Skip to content

Column structures

CategoricalColumnStructure

__init__

__init__(
    categories: Sequence[str] | None = None,
    null_values: Sequence = (),
) -> None

Structure for a categorical column.

Parameters:

Name Type Description Default
categories Sequence[str] | None

Categories of the column.

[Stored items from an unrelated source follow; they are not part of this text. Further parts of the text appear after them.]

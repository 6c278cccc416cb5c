use std::fs::{ self, create_dir_all, OpenOptions };
use std::io::Write;
use std::path::{ Path, PathBuf };

use crate::{
    config::Config,
    error::Result,
    utils::{ column_means, read_file },
};

/// 結果フォルダを作成し，そのパスを返す
pub fn init_result_dir(config: &Config) -> Result<PathBuf> {
    let result_dir = PathBuf::from(&config.simulation.result_dir);
    create_dir_all(&result_dir)?;
    Ok(result_dir)
}

/// One `.bp` line: ` %7.3f` per load level.
pub fn format_bp_line(blocking: &[f64]) -> String {
    blocking.iter().map(|bp| format!(" {:7.3}", bp)).collect()
}

/// One `.it` line: elapsed seconds of a repetition.
pub fn format_it_line(elapsed: f64) -> String {
    format!(" {:7.7}", elapsed)
}

fn append_line(path: &Path, line: &str) -> Result<()> {
    let mut file = OpenOptions::new().create(true).append(true).open(path)?;
    writeln!(file, "{line}")?;
    Ok(())
}

/// `<dir>/<base>.bp` に1試行分の呼損率を追記する
pub fn append_bp(result_dir: &Path, file_base: &str, blocking: &[f64]) -> Result<PathBuf> {
    let path = result_dir.join(format!("{file_base}.bp"));
    append_line(&path, &format_bp_line(blocking))?;
    Ok(path)
}

/// `<dir>/<base>.it` に1試行分の経過時間を追記する
pub fn append_it(result_dir: &Path, file_base: &str, elapsed: f64) -> Result<PathBuf> {
    let path = result_dir.join(format!("{file_base}.it"));
    append_line(&path, &format_it_line(elapsed))?;
    Ok(path)
}

/// config構造体をファイルとして出力する
/// config構造体->TOMLデータ->文字列->ファイル (`config_<run_id>.toml`)
pub fn save_config(config: &Config, result_dir: &Path, run_id: &str) -> Result<PathBuf> {
    let toml_data = toml::Value::try_from(config)?;
    let toml_string = toml::to_string_pretty(&toml_data)?;

    let path = result_dir.join(format!("config_{run_id}.toml"));
    fs::write(&path, toml_string)?;
    Ok(path)
}

/// Parses `.bp` contents, one row per non-empty line.
///
/// Cells that are not numbers become `None`; rows keep their own length.
pub fn parse_bp_rows(contents: &str) -> Vec<Vec<Option<f64>>> {
    contents
        .lines()
        .filter(|l| !l.trim().is_empty())
        .map(|l| l.split_whitespace().map(|cell| cell.parse::<f64>().ok()).collect())
        .collect()
}

pub fn read_bp_rows(path: &Path) -> Result<Vec<Vec<Option<f64>>>> {
    let contents = read_file(&path.to_string_lossy())?;
    Ok(parse_bp_rows(&contents))
}

/// Mean blocking probability per load level over all rows.
///
/// Load axis is rebuilt as `load_min + k * load_step`.
pub fn summarize(rows: &[Vec<Option<f64>>], load_min: usize, load_step: usize) -> Vec<(usize, Option<f64>)> {
    column_means(rows)
        .into_iter()
        .enumerate()
        .map(|(k, mean)| (load_min + k * load_step, mean))
        .collect()
}

#[cfg(test)]
mod tests {
    use super::*;
    use crate::utils::generate_id;

    #[test]
    fn bp_line_format() {
        assert_eq!(format_bp_line(&[0.0, 12.5, 100.0]), "   0.000  12.500 100.000");
        assert_eq!(format_it_line(1.5), " 1.5000000");
    }

    #[test]
    fn ragged_rows_are_averaged_per_column() {
        let rows = parse_bp_rows("   0.000  10.000  20.000\n\n   2.000  x\n   4.000\n");
        assert_eq!(rows.len(), 3);
        assert_eq!(rows[1], vec![Some(2.0), None]);

        let summary = summarize(&rows, 5, 10);
        assert_eq!(summary, vec![(5, Some(2.0)), (15, Some(10.0)), (25, Some(20.0))]);
    }

    #[test]
    fn append_keeps_one_line_per_repetition() {
        let dir = std::env::temp_dir().join(format!("rwa_wdm_sim_{}", generate_id()));
        create_dir_all(&dir).unwrap();

        append_bp(&dir, "dijkstra_first-fit_4ch", &[1.0, 2.0]).unwrap();
        let path = append_bp(&dir, "dijkstra_first-fit_4ch", &[3.0]).unwrap();
        append_it(&dir, "dijkstra_first-fit_4ch", 0.25).unwrap();

        let rows = read_bp_rows(&path).unwrap();
        assert_eq!(rows, vec![vec![Some(1.0), Some(2.0)], vec![Some(3.0)]]);

        let run_id = generate_id();
        let config_path = save_config(&Config::default(), &dir, &run_id).unwrap();
        assert_eq!(config_path, dir.join(format!("config_{run_id}.toml")));
        let saved = read_file(&config_path.to_string_lossy()).unwrap();
        assert!(saved.contains("[simulation]"));

        fs::remove_dir_all(&dir).unwrap();
    }
}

If None, the column needs to be fitted.

None
null_values Sequence

Values to be considered as null.

()

fit

fit(x: Series) -> None

Fit the column structure on the input data.

Parameters:

Name Type Description Default
x Series

The column data to fit on.

required

IntegerColumnStructure

__init__

__init__(
    min_digits: int | None = None,
    max_digits: int | None = None,
    positive: bool = False,
    null_values: Sequence = (),
) -> None

Structure for a column that contains integer values.

Parameters:

Name Type Description Default
min_digits int | None

The minimum number of digits.

None
max_digits int | None

The maximum number of digits.

None
positive bool

Whether the values are positive.

False
null_values Sequence

Values to be considered as null.

()

FloatColumnStructure

__init__

__init__(
    min_int_digits: int | None = None,
    max_int_digits: int | None = None,
    min_decimal_digits: int | None = None,
    max_decimal_digits: int | None = None,
    positive: bool = False,
    has_ints: bool = False,
    null_values: Sequence = (),
) -> None

Structure for a column that contains float values.

Parameters:

Name Type Description Default
min_int_digits int | None

The minimum number of digits in the integer part.

None
max_int_digits int | None

The maximum number of digits in the integer part.

None
min_decimal_digits int | None

The minimum number of digits in the decimal part.

None
max_decimal_digits int | None

The maximum number of digits in the decimal part.

None
positive bool

Whether the values are positive.

False
has_ints bool

Whether the values have an integer part.

False
null_values Sequence

Values to be considered as null.

()

fit

fit(x: Series) -> None

Fit the column structure on the input data.

Parameters:

Name Type Description Default
x Series

The column data to fit on.

required

WordSequenceColumnStructure

__init__

__init__(
    min_word_len: int = 0,
    max_word_len: int = 100,
    min_n_words: int = 1,
    max_n_words: int = 15,
    allow_digits: bool = False,
    null_values: Sequence = (),
) -> None

Structure for a column that contains a sequence of words.

Parameters:

Name Type Description Default
min_word_len int

The minimum length of a word.

0
max_word_len int

The maximum length of a word.

100
min_n_words int

The minimum number of words.

1
max_n_words int

The maximum number of words.

15
allow_digits bool

Whether digits are allowed in the words.

False
null_values Sequence

Values to be considered as null.

()

fit

fit(x: Series) -> None

Fit the column structure on the input data.

Parameters:

Name Type Description Default
x Series

The column data to fit on.

required

CustomRegexColumnStructure

__init__

__init__(regex: str, null_values: Sequence = ()) -> None

Structure for a column that contains values that match a custom regex.

Parameters:

Name Type Description Default
regex str

The regex that the values must match.

required
null_values Sequence

Values to be considered as null

()

fit

fit(x: Series) -> None

Fit the column structure on the input data.

Parameters:

Name Type Description Default
x Series

The column data to fit on.

required